On the morning of their success, Paul Richey brought down the squadron’s first 109. It was a fine day with high, patchy cloud when he took off with Pussy Palmer and Peter Matthews towards Metz. Noticing puffs of smoke from French anti-aircraft fire hanging in the sky, they went to investigate and saw the pale-blue bellies of two single-engined fighters 1,000 feet overhead. As they climbed to reach them, they were attacked from behind by three other 109s that nobody had noticed. Matthews called a warning over the R/T and Palmer jammed his Hurricane into a sharp turn to the left in what was to become the standard, desperate move to escape a pursuing 109. In doing so he lost control and spun down for 12,000 feet before straightening out. Matthews also dived and turned, and as the G forces drained the blood from his head he blacked out, coming to only at 10,000 feet. Richey continued to climb in a left-hand turn. Watching his tail, he noticed an aircraft moving behind him, but was unsure whether it was friend or foe and waited to see if it opened fire. When it did, he twisted down underneath his nose. ‘As I flattened out violently,’ he wrote, ‘either he or one of the other 109s I had seen above dived on my port side and whipped past just above my cockpit. He was so close that I heard his engine and felt the air wave, and I realized that he must have lost sight of me in the manoeuvre. He pulled up in front of me, stall-turned left and dived steeply in a long, graceful swoop with me on his tail.’ The German was faster in the dive than Richey. But when Richey pulled up violently and began climbing steeply, he started to gain on him. When, eventually, he was a few hundred yards distant, he ‘let him have it. My gun button was sticking and I wasted ammunition, but he started to stream smoke. The pilot must have been hit because he took no evasive action, merely falling slowly in a vertical spiral. I was very excited and dived on top of him, using my remaining ammunition.’9
Many pilots were to feel the same rush of elation at the sight of smoke and flame or the first barely perceptible faltering of control that showed a pilot was hit. The temptation to follow the machine down to its fiery end was overwhelming. It was the same instinct that makes a boxer hover over his dazed opponent as he is counted out on the canvas. A pilot had to learn to suppress this impulse if he was to improve his chances of staying alive. By giving in to it he could lay himself bare to another enemy fighter who, unnoticed, may have fastened on to his tail during the intense seconds of combat. Sure enough, as Richey broke away, he noticed another 109 about 2,000 above him. Instead of running for it, he turned to face him. The German, either through caution or lack of ammunition, fled.
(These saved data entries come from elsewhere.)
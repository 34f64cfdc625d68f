//! Integration tests for VulkanRenderer
//!
//! Every test needs a GPU and a display, so all are #[ignore] and run
//! serially (one device and one window at a time).
//!
//! Shaders come from the workspace `shaders/` directory: precompiled `.spv`
//! files are used when present, otherwise the GLSL sources, which needs the
//! `shaderc` feature.
//!
//! Run with: cargo test --test vulkan_renderer_tests --features shaderc -- --ignored

use gnve_engine::gnve::frame::{Camera, Extent2D, FrameBackend, FrameLoop, TickOutcome, WindowPort};
use gnve_engine::gnve::log::{Log, LogSeverity};
use gnve_engine::gnve::{EngineConfig, Error};
use gnve_engine_renderer_vulkan::VulkanRenderer;
use serial_test::serial;
use std::path::{Path, PathBuf};
use winit::event_loop::EventLoop;
use winit::window::Window;

/// Helper to create a hidden test window
#[allow(deprecated)]
fn create_test_window() -> (Window, EventLoop<()>) {
    let event_loop = EventLoop::new().unwrap();
    let window_attrs = Window::default_attributes()
        .with_title("GNVE Vulkan Test")
        .with_inner_size(winit::dpi::PhysicalSize::new(800, 600))
        .with_visible(false);
    let window = event_loop.create_window(window_attrs).unwrap();
    (window, event_loop)
}

struct TestWindow<'a>(&'a Window);

impl WindowPort for TestWindow<'_> {
    fn framebuffer_size(&self) -> Extent2D {
        let size = self.0.inner_size();
        Extent2D::new(size.width, size.height)
    }

    fn wait_events(&mut self) {
        std::thread::sleep(std::time::Duration::from_millis(5));
    }
}

fn shader(name: &str) -> PathBuf {
    let dir = Path::new(env!("CARGO_MANIFEST_DIR")).join("../shaders");
    let spv = dir.join(format!("{}.spv", name));
    if spv.exists() {
        spv
    } else {
        dir.join(name)
    }
}

fn test_config() -> EngineConfig {
    EngineConfig {
        width: 800,
        height: 600,
        vertex_shader: shader("mesh.vert"),
        fragment_shader: shader("mesh.frag"),
        enable_validation: true,
        ..Default::default()
    }
}

fn create_renderer(window: &Window, config: &EngineConfig) -> VulkanRenderer {
    VulkanRenderer::new(window, config, Log::console(LogSeverity::Warn)).unwrap()
}

// ============================================================================
// SCENE FILES
// ============================================================================

fn glb(json_body: &str, bin: &[u8]) -> Vec<u8> {
    let mut json = json_body.as_bytes().to_vec();
    while json.len() % 4 != 0 {
        json.push(b' ');
    }
    let mut bin = bin.to_vec();
    while bin.len() % 4 != 0 {
        bin.push(0);
    }
    let total = 12 + 8 + json.len() + 8 + bin.len();
    let mut out = Vec::with_capacity(total);
    out.extend_from_slice(b"glTF");
    out.extend_from_slice(&2u32.to_le_bytes());
    out.extend_from_slice(&(total as u32).to_le_bytes());
    out.extend_from_slice(&(json.len() as u32).to_le_bytes());
    out.extend_from_slice(&0x4E4F_534Au32.to_le_bytes());
    out.extend_from_slice(&json);
    out.extend_from_slice(&(bin.len() as u32).to_le_bytes());
    out.extend_from_slice(&0x004E_4942u32.to_le_bytes());
    out.extend_from_slice(&bin);
    out
}

fn png() -> Vec<u8> {
    let img = image::RgbaImage::from_pixel(4, 4, image::Rgba([30, 160, 90, 255]));
    let mut out = std::io::Cursor::new(Vec::new());
    img.write_to(&mut out, image::ImageFormat::Png).unwrap();
    out.into_inner()
}

/// One textured quad, or an untextured one
fn quad_glb(textured: bool) -> Vec<u8> {
    let positions: [f32; 12] = [-0.5, -0.5, 0.0, 0.5, -0.5, 0.0, 0.5, 0.5, 0.0, -0.5, 0.5, 0.0];
    let uvs: [f32; 8] = [0.0, 1.0, 1.0, 1.0, 1.0, 0.0, 0.0, 0.0];
    let indices: [u16; 6] = [0, 1, 2, 2, 3, 0];

    let mut bin: Vec<u8> = Vec::new();
    let mut views = Vec::new();
    let mut push = |bytes: &[u8]| {
        while bin.len() % 4 != 0 {
            bin.push(0);
        }
        views.push(format!(r#"{{"buffer":0,"byteOffset":{},"byteLength":{}}}"#, bin.len(), bytes.len()));
        bin.extend_from_slice(bytes);
        views.len() - 1
    };
    let pos_view = push(bytemuck::cast_slice(&positions));
    let uv_view = push(bytemuck::cast_slice(&uvs));
    let index_view = push(bytemuck::cast_slice(&indices));
    let image_view = if textured { Some(push(&png())) } else { None };

    let (material, images) = match image_view {
        Some(view) => (
            r#","material":0"#.to_string(),
            format!(
                r#","images":[{{"bufferView":{},"mimeType":"image/png"}}],"textures":[{{"source":0}}],"materials":[{{"pbrMetallicRoughness":{{"baseColorTexture":{{"index":0}}}}}}]"#,
                view
            ),
        ),
        None => (String::new(), String::new()),
    };

    let json = format!(
        r#"{{"asset":{{"version":"2.0"}},"buffers":[{{"byteLength":{}}}],"bufferViews":[{}],"accessors":[{{"bufferView":{},"componentType":5126,"count":4,"type":"VEC3","min":[-0.5,-0.5,0],"max":[0.5,0.5,0]}},{{"bufferView":{},"componentType":5126,"count":4,"type":"VEC2"}},{{"bufferView":{},"componentType":5123,"count":6,"type":"SCALAR"}}],"meshes":[{{"name":"Quad","primitives":[{{"attributes":{{"POSITION":0,"TEXCOORD_0":1}},"indices":2{}}}]}}]{}}}"#,
        bin.len(),
        views.join(","),
        pos_view,
        uv_view,
        index_view,
        material,
        images
    );
    glb(&json, &bin)
}

fn write_scene(name: &str, bytes: &[u8]) -> PathBuf {
    let path = std::env::temp_dir().join(format!("gnve_{}_{}.glb", name, std::process::id()));
    std::fs::write(&path, bytes).unwrap();
    path
}

// ============================================================================
// CREATION / SWAPCHAIN
// ============================================================================

#[test]
#[ignore] // Requires GPU
#[serial]
fn test_vulkan_renderer_creation() {
    let (window, _event_loop) = create_test_window();
    let config = test_config();
    let renderer = create_renderer(&window, &config);

    assert_eq!(renderer.frames_in_flight(), config.frames_in_flight);
    assert!(renderer.swapchain_image_count() >= 2);
    assert!(!renderer.device_name().is_empty());
    assert_eq!(renderer.texture_count(), 0);
    assert_eq!(renderer.mesh_count(), 0);
}

#[test]
#[ignore] // Requires GPU
#[serial]
fn test_vulkan_rebuild_at_same_extent_is_stable() {
    let (window, _event_loop) = create_test_window();
    let mut renderer = create_renderer(&window, &test_config());

    let extent = renderer.swapchain_extent();
    let count = renderer.swapchain_image_count();
    let format = renderer.swapchain_format();

    for _ in 0..2 {
        renderer.rebuild_swapchain(extent).unwrap();
        assert_eq!(renderer.swapchain_image_count(), count);
        assert_eq!(renderer.swapchain_format(), format);
        assert_eq!(renderer.swapchain_extent(), extent);
    }
}

#[test]
#[ignore] // Requires GPU
#[serial]
fn test_vulkan_zero_extent_rebuild_rejected() {
    let (window, _event_loop) = create_test_window();
    let mut renderer = create_renderer(&window, &test_config());
    assert!(renderer.rebuild_swapchain(Extent2D::new(0, 0)).is_err());
}

#[test]
#[ignore] // Requires GPU
#[serial]
fn test_vulkan_invalid_config_rejected_before_device_work() {
    let (window, _event_loop) = create_test_window();
    let config = EngineConfig {
        frames_in_flight: 0,
        ..test_config()
    };
    let result = VulkanRenderer::new(&window, &config, Log::disabled());
    assert!(matches!(result, Err(Error::Configuration(_))));
}

// ============================================================================
// SCENE IMPORT
// ============================================================================

#[test]
#[ignore] // Requires GPU
#[serial]
fn test_vulkan_import_textured_quad() {
    let (window, _event_loop) = create_test_window();
    let mut renderer = create_renderer(&window, &test_config());
    let path = write_scene("textured", &quad_glb(true));

    let summary = renderer.import_scene(&path).unwrap();

    assert_eq!(summary.meshes, 1);
    assert_eq!(summary.textures, 1);
    assert_eq!(renderer.mesh_count(), 1);
    assert_eq!(renderer.texture_count(), 1);
    std::fs::remove_file(path).ok();
}

#[test]
#[ignore] // Requires GPU
#[serial]
fn test_vulkan_untextured_scene_gets_fallback_texture() {
    let (window, _event_loop) = create_test_window();
    let mut renderer = create_renderer(&window, &test_config());
    let path = write_scene("untextured", &quad_glb(false));

    let summary = renderer.import_scene(&path).unwrap();

    assert_eq!(summary.textures, 0);
    // Slot 0 is populated before anything is drawn
    assert_eq!(renderer.texture_count(), 1);
    std::fs::remove_file(path).ok();
}

#[test]
#[ignore] // Requires GPU
#[serial]
fn test_vulkan_texture_capacity_exceeded() {
    let (window, _event_loop) = create_test_window();
    let config = EngineConfig {
        max_textures: 1,
        ..test_config()
    };
    let mut renderer = create_renderer(&window, &config);
    let path = write_scene("capacity", &quad_glb(true));

    renderer.import_scene(&path).unwrap();
    let second = renderer.import_scene(&path);

    assert!(matches!(second, Err(Error::Configuration(_))));
    assert_eq!(renderer.texture_count(), 1);
    std::fs::remove_file(path).ok();
}

#[test]
#[ignore] // Requires GPU
#[serial]
fn test_vulkan_missing_scene_file() {
    let (window, _event_loop) = create_test_window();
    let mut renderer = create_renderer(&window, &test_config());
    assert!(matches!(
        renderer.import_scene("does/not/exist.glb"),
        Err(Error::Asset(_))
    ));
}

// ============================================================================
// FRAME LOOP
// ============================================================================

#[test]
#[ignore] // Requires GPU
#[serial]
fn test_vulkan_frames_render_and_present() {
    let (window, _event_loop) = create_test_window();
    let config = test_config();
    let mut renderer = create_renderer(&window, &config);
    let path = write_scene("frames", &quad_glb(true));
    renderer.import_scene(&path).unwrap();

    let mut frame_loop = FrameLoop::new(config.frames_in_flight, Log::disabled());
    let mut port = TestWindow(&window);
    let camera = Camera::default();

    let mut presented = 0;
    for frame in 0..10 {
        let uniforms = camera.uniforms(frame as f32 * 0.016, renderer.swapchain_extent());
        match frame_loop.tick(&mut renderer, &mut port, &uniforms).unwrap() {
            TickOutcome::Presented | TickOutcome::PresentedAndRebuilt => presented += 1,
            TickOutcome::SkippedPresent | TickOutcome::OutOfDate => {}
        }
    }
    renderer.wait_idle().unwrap();

    assert!(presented > 0);
    // The loop cycles through every slot
    assert_eq!(frame_loop.current_slot().get(), 10 % config.frames_in_flight);

    if let Some(stats) = renderer.validation_stats() {
        assert_eq!(stats.errors, 0, "validation errors during rendering");
    }
    std::fs::remove_file(path).ok();
}

#[test]
#[ignore] // Requires GPU
#[serial]
fn test_vulkan_resize_signal_rebuilds_swapchain() {
    let (window, _event_loop) = create_test_window();
    let config = test_config();
    let mut renderer = create_renderer(&window, &config);
    let mut frame_loop = FrameLoop::new(config.frames_in_flight, Log::disabled());
    let mut port = TestWindow(&window);
    let uniforms = Camera::default().uniforms(0.0, renderer.swapchain_extent());

    frame_loop.tick(&mut renderer, &mut port, &uniforms).unwrap();
    frame_loop.resize_signal().notify();
    let outcome = frame_loop.tick(&mut renderer, &mut port, &uniforms).unwrap();

    assert_ne!(outcome, TickOutcome::Presented);
    assert!(frame_loop.stats().swapchain_rebuilds >= 1);
}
That night there was a celebration, first in the officers’ then in the sergeants’ mess. Toasts were drunk from a special bottle of rum and a ‘victory’ card signed. Before the party started, Richey ‘went across to the village church opposite the mess to say a prayer for the German pilot I had killed, before I got too boozy. The door was locked, so I knelt on the steps and prayed for him and his family and for Germany.’ In fact, as he was to discover later, his opponent had crash-landed near Saarburg and survived.
As the countryside thawed out and the days lengthened, it was clear that the Germans were stirring and the fraught boredom of the phoney war was drawing to an end. Until now Luftwaffe activity had mostly been limited to daily reconnaissance flights, with individual or small groups of Dorniers, Heinkels and Junkers 88s snooping over the Maginot defences and the Ardennes sector of the border between France and Germany. The Messerschmitts had been restricted to patrolling their own side of the frontier, only occasionally venturing into Allied air space. From April the reconnaissance missions were more frequent and grew bolder, probing deeper into France, while the fighters came in large formations of up to forty aircraft wheeling brazenly over Metz and Nancy.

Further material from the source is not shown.